Netstacklat: Evaluation porting Simon's netstacklat to ebpf_exporter #1

netoptimizer · 2025-08-21T15:37:10Z

Created this PR so @simosund can see the changes and evaluation numbers from prod experiment.

Based on code from PR xdp-project/bpf-examples#129

This is a direct copy from bpf-examples but from Simon's devel branch 'netstacklat-groupby' https://github.com/simosund/bpf-examples/tree/netstacklat-groupby/netstacklat Signed-off-by: Jesper Dangaard Brouer <[email protected]>

Keeping this as seperate commit to track what needed to change Signed-off-by: Jesper Dangaard Brouer <[email protected]>

Gotcha#1: My devel laptop have TAI offset zero - Other systems (incl prod) all have 37 sec Gotcha#2: RX-timestamping need to be enabled maually - something else have to enable RX-timestamping Signed-off-by: Jesper Dangaard Brouer <[email protected]>

For ebpf_exporter we cannot control which BPF sections gets loaded. Instead we compile time disable some of the hooks via define/ifdef's. Signed-off-by: Jesper Dangaard Brouer <[email protected]>

Instead hardcode ifindex limits based on prod setup. As we don't have a way to configure this via YAML. Signed-off-by: Jesper Dangaard Brouer <[email protected]>

Signed-off-by: Jesper Dangaard Brouer <[email protected]>

Execution runtime: netstacklat_tcp_recv_timestamp - run_time_ns 18885872401 run_cnt 71,443,820 = 264.34 ns Execution runtime: netstacklat_skb_consume_udp - run_time_ns 6124797061 run_cnt 16,324,309 = 375.19 ns Signed-off-by: Jesper Dangaard Brouer <[email protected]>

Something is buggy with this filter - All latency records is on max bucket The READ_ONCE change doesn't fix the issue Signed-off-by: Jesper Dangaard Brouer <[email protected]>

Signed-off-by: Jesper Dangaard Brouer <[email protected]>

This was the real reason for seeing wrong numbers in prod. Signed-off-by: Jesper Dangaard Brouer <[email protected]>

…sync Execution runtime: netstacklat_tcp_recv_timestamp - run_time_ns 32164560127 run_cnt 116,590,498 = 275.88 ns Execution runtime: netstacklat_skb_consume_udp - run_time_ns 10490230543 run_cnt 23,993,428 = 437.21 ns Signed-off-by: Jesper Dangaard Brouer <[email protected]>

Moved filter_nonempty_sockqueue to callers - because record_socket_latency() becomes a BPF function-call - perf e.g. shows bpf_prog_fb69587c6ea462b7_record_socket_latency Execution runtime: netstacklat_tcp_recv_timestamp - run_time_ns 181391511590 run_cnt 788663546 = 229.99 sn Execution runtime: netstacklat_skb_consume_udp - run_time_ns 16212598612 run_cnt 137812779 = 117.64 ns This clearly have a huge improvement for UDP packets.
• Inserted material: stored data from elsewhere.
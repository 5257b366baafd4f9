// Copyright 2025 the chassis authors
//
// Licensed under the Apache License, Version 2.0 (the "License");
// you may not use this file except in compliance with the License.
// You may obtain a copy of the License at
//
//     http://www.apache.org/licenses/LICENSE-2.0
//
// Unless required by applicable law or agreed to in writing, software
// distributed under the License is distributed on an "AS IS" BASIS,
// WITHOUT WARRANTIES OR CONDITIONS OF ANY KIND, either express or implied.
// See the License for the specific language governing permissions and
// limitations under the License.

//! The event pool: per-id subscriber chains with deferred and immediate
//! dispatch.

mod mode;
mod pool;

pub use mode::EventPoolMode;
pub use pool::{EventHandler, EventPool, EventSender, FireHandle, PoolEvent};

/// Numeric identifier of an event type.
pub type EventId = u32;
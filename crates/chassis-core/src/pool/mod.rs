// Copyright 2025 the chassis authors
//
// Licensed under the Apache License, Version 2.0 (the "License");
// you may not use this file except in compliance with the License.
// You may obtain a copy of the License at
//
//     http://www.apache.org/licenses/LICENSE-2.0
//
// Unless required by applicable law or agreed to in writing, software
// distributed under the License is distributed on an "AS IS" BASIS,
// WITHOUT WARRANTIES OR CONDITIONS OF ANY KIND, either express or implied.
// See the License for the specific language governing permissions and
// limitations under the License.

//! The reference pool: a type-keyed store of reusable objects.
//!
//! Every poolable type implements [`Reference`], whose `clear` operation
//! must leave an object indistinguishable from a freshly constructed one.
//! The pool keeps one [`collection`](self) per concrete type, each with its
//! own unused-object queue, mutex, and diagnostic counters.

mod collection;
mod reference;

pub use collection::ReferencePoolInfo;
pub use reference::Reference;

use crate::error::FrameworkError;
use collection::ReferenceCollection;
use std::any::TypeId;
use std::collections::HashMap;
use std::sync::atomic::{AtomicBool, Ordering};
use std::sync::{Arc, Mutex};

/// Factory used by the dynamic (type-token) acquire path.
type ReferenceFactory = fn() -> Box<dyn Reference>;

/// A process-wide store of reusable objects, keyed by concrete type.
///
/// The pool is an explicit context object rather than hidden global state:
/// the application root owns one and shares it (behind an [`Arc`]) with the
/// event and task pools that release payloads into it. All operations are
/// thread-safe; any thread may acquire or release concurrently with the
/// tick thread.
///
/// # Example
///
/// ```rust
/// use chassis_core::pool::{Reference, ReferencePool};
/// use std::any::Any;
///
/// #[derive(Default)]
/// struct Message {
///     text: String,
/// }
///
/// impl Reference for Message {
///     fn clear(&mut self) {
///         self.text.clear();
///     }
///     fn as_any(&self) -> &dyn Any {
///         self
///     }
///     fn into_any(self: Box<Self>) -> Box<dyn Any + Send> {
///         self
///     }
/// }
///
/// let pool = ReferencePool::new();
/// let mut msg = pool.acquire::<Message>();
/// msg.text.push_str("hello");
/// pool.release(msg).unwrap();
///
/// // The cleared instance is handed out again.
/// let msg = pool.acquire::<Message>();
/// assert!(msg.text.is_empty());
/// ```
pub struct ReferencePool {
    collections: Mutex<HashMap<TypeId, Arc<ReferenceCollection>>>,
    factories: Mutex<HashMap<TypeId, (ReferenceFactory, &'static str)>>,
    strict_check: AtomicBool,
}

impl ReferencePool {
    /// Creates an empty pool with strict checking disabled.
    #[must_use]
    pub fn new() -> Self {
        Self {
            collections: Mutex::new(HashMap::new()),
            factories: Mutex::new(HashMap::new()),
            strict_check: AtomicBool::new(false),
        }
    }

    /// Enables or disables strict checking.
    ///
    /// Strict checking trades an O(n) scan of the unused queue on every
    /// release for early detection of double releases.
    pub fn set_strict_check(&self, enabled: bool) {
        self.strict_check.store(enabled, Ordering::Relaxed);
    }

    /// Returns whether strict checking is enabled.
    #[must_use]
    pub fn strict_check(&self) -> bool {
        self.strict_check.load(Ordering::Relaxed)
    }

    /// Returns the number of per-type collections created so far.
    #[must_use]
    pub fn collection_count(&self) -> usize {
        self.collections.lock().expect("reference pool poisoned").len()
    }

    /// Acquires an instance of `T`, reusing a pooled one when available.
    ///
    /// Pops from `T`'s unused queue if it is non-empty; otherwise
    /// constructs a new default instance.
    pub fn acquire<T: Reference + Default>(&self) -> Box<T> {
        let collection = self.collection_for(TypeId::of::<T>(), std::any::type_name::<T>());
        let boxed = collection.acquire(|| Box::new(T::default()));
        match boxed.into_any().downcast::<T>() {
            Ok(value) => value,
            Err(_) => unreachable!("collection is keyed by TypeId"),
        }
    }

    /// Releases an object back to its type's pool.
    ///
    /// The object is cleared before it re-enters the unused queue. With
    /// strict checking enabled, releasing an object whose allocation is
    /// already in the queue fails with
    /// [`FrameworkError::DoubleRelease`]; the object is intentionally
    /// leaked in that case, because the queue already owns the allocation.
    pub fn release<T: Reference>(&self, obj: Box<T>) -> Result<(), FrameworkError> {
        let collection = self.collection_for(TypeId::of::<T>(), std::any::type_name::<T>());
        collection.release(obj, self.strict_check())
    }

    /// Registers the factory that backs the dynamic acquire path for `T`.
    ///
    /// This is the registration-time capability the type-token overloads
    /// require: only registered types can be acquired through
    /// [`acquire_dyn`](Self::acquire_dyn).
    pub fn register_factory<T: Reference + Default>(&self) {
        let mut factories = self.factories.lock().expect("reference pool poisoned");
        factories.insert(
            TypeId::of::<T>(),
            (
                || Box::new(T::default()) as Box<dyn Reference>,
                std::any::type_name::<T>(),
            ),
        );
    }

    /// Acquires an instance by runtime type token.
    ///
    /// Fails with [`FrameworkError::UnregisteredType`] if no factory was
    /// registered for `type_id`.
    pub fn acquire_dyn(&self, type_id: TypeId) -> Result<Box<dyn Reference>, FrameworkError> {
        let (factory, type_name) = {
            let factories = self.factories.lock().expect("reference pool poisoned");
            *factories
                .get(&type_id)
                .ok_or(FrameworkError::UnregisteredType { type_id })?
        };
        let collection = self.collection_for(type_id, type_name);
        Ok(collection.acquire(factory))
    }

    /// Releases an object acquired through the dynamic path.
    pub fn release_dyn(&self, obj: Box<dyn Reference>) -> Result<(), FrameworkError> {
        let type_id = obj.as_any().type_id();
        let type_name = {
            let factories = self.factories.lock().expect("reference pool poisoned");
            factories
                .get(&type_id)
                .map(|(_, name)| *name)
                .ok_or(FrameworkError::UnregisteredType { type_id })?
        };
        let collection = self.collection_for(type_id, type_name);
        collection.release_boxed(obj, self.strict_check())
    }

    /// Pre-warms `T`'s unused queue with `count` default instances.
    pub fn add<T: Reference + Default>(&self, count: usize) {
        let collection = self.collection_for(TypeId::of::<T>(), std::any::type_name::<T>());
        collection.add(count, || Box::new(T::default()));
    }

    /// Drops up to `count` instances from `T`'s unused queue.
    ///
    /// `count` is clamped to the queue's current size.
    pub fn remove<T: Reference>(&self, count: usize) {
        if let Some(collection) = self.existing_collection(TypeId::of::<T>()) {
            collection.remove(count);
        }
    }

    /// Drops every instance from `T`'s unused queue.
    pub fn remove_all<T: Reference>(&self) {
        if let Some(collection) = self.existing_collection(TypeId::of::<T>()) {
            collection.remove_unused();
        }
    }

    /// Drops every per-type collection.
    ///
    /// Intended for full-system teardown only; not safe to call while any
    /// pooled object is still in use.
    pub fn clear_all(&self) {
        let mut collections = self.collections.lock().expect("reference pool poisoned");
        for collection in collections.values() {
            collection.remove_unused();
        }
        collections.clear();
    }

    /// Returns a point-in-time snapshot of every collection's counters,
    /// sorted by type name.
    #[must_use]
    pub fn pool_infos(&self) -> Vec<ReferencePoolInfo> {
        let collections = self.collections.lock().expect("reference pool poisoned");
        let mut infos: Vec<ReferencePoolInfo> =
            collections.values().map(|c| c.info()).collect();
        infos.sort_by(|a, b| a.type_name.cmp(b.type_name));
        infos
    }

    fn collection_for(&self, type_id: TypeId, type_name: &'static str) -> Arc<ReferenceCollection> {
        let mut collections = self.collections.lock().expect("reference pool poisoned");
        collections
            .entry(type_id)
            .or_insert_with(|| Arc::new(ReferenceCollection::new(type_name)))
            .clone()
    }

    fn existing_collection(&self, type_id: TypeId) -> Option<Arc<ReferenceCollection>> {
        let collections = self.collections.lock().expect("reference pool poisoned");
        collections.get(&type_id).cloned()
    }
}

impl Default for ReferencePool {
    fn default() -> Self {
        Self::new()
    }
}
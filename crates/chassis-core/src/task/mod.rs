// Copyright 2025 the chassis authors
//
// Licensed under the Apache License, Version 2.0 (the "License");
// you may not use this file except in compliance with the License.
// You may obtain a copy of the License at
//
//     http://www.apache.org/licenses/LICENSE-2.0
//
// Unless required by applicable law or agreed to in writing, software
// distributed under the License is distributed on an "AS IS" BASIS,
// WITHOUT WARRANTIES OR CONDITIONS OF ANY KIND, either express or implied.
// See the License for the specific language governing permissions and
// limitations under the License.

//! Priority task scheduling over a bounded set of execution agents.
//!
//! A [`TaskPool`] keeps a priority-ordered waiting queue of tasks and a
//! stack of free [`TaskAgent`]s; each tick it sweeps finished work and
//! binds free agents to waiting tasks. Tasks are poolable payloads
//! (data + priority); agents are the reusable execution slots they run
//! in, so the number of in-flight tasks stays bounded by the agent count
//! no matter how deep the queue gets.

mod agent;
mod base;
mod info;
mod pool;

pub use agent::{StartStatus, TaskAgent};
pub use base::{Task, TaskBase, TaskSerialId, DEFAULT_TASK_PRIORITY};
pub use info::{TaskInfo, TaskStatus};
pub use pool::TaskPool;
Signed-off-by: Jesper Dangaard Brouer <[email protected]>

Enable filter_nonempty_sockqueue compile time to make sure that this config setting doesn't influence performance. I'm only seeing a small effect. Signed-off-by: Jesper Dangaard Brouer <[email protected]>

The filter_nonempty_sockqueue() is effecient for UDP packets, but doesn't work well for TCP packets. Add filtering on socket queue lenght. Try filtering if qlen is not above 3 packets for TCP. Execution runtime: netstacklat_tcp_recv_timestamp - run_time_ns 10690540076 run_cnt 117852699 = 90.71 ns Execution runtime: netstacklat_skb_consume_udp - run_time_ns 2206621632 run_cnt 20004338 = 110.30 ns This have a HUGE improvement for TCP case. Signed-off-by: Jesper Dangaard Brouer <[email protected]>

simosund · 2025-08-22T08:45:17Z

examples/netstacklat.bpf.c

@@ -462,6 +466,9 @@ int BPF_PROG(netstacklat_tcp_recv_timestamp, void *msg, struct sock *sk,
 	if (!filter_nonempty_sockqueue(sk))
 		return 0;

+	if (!filter_queue_len(sk, 3))
+		return 0;
+


In a previous commit you mentioned that the filter_nonempty_socketqueue() seemed to be bugged and resulting in all entries ending up in the max latency bucket. Does this solution not suffer from that issue?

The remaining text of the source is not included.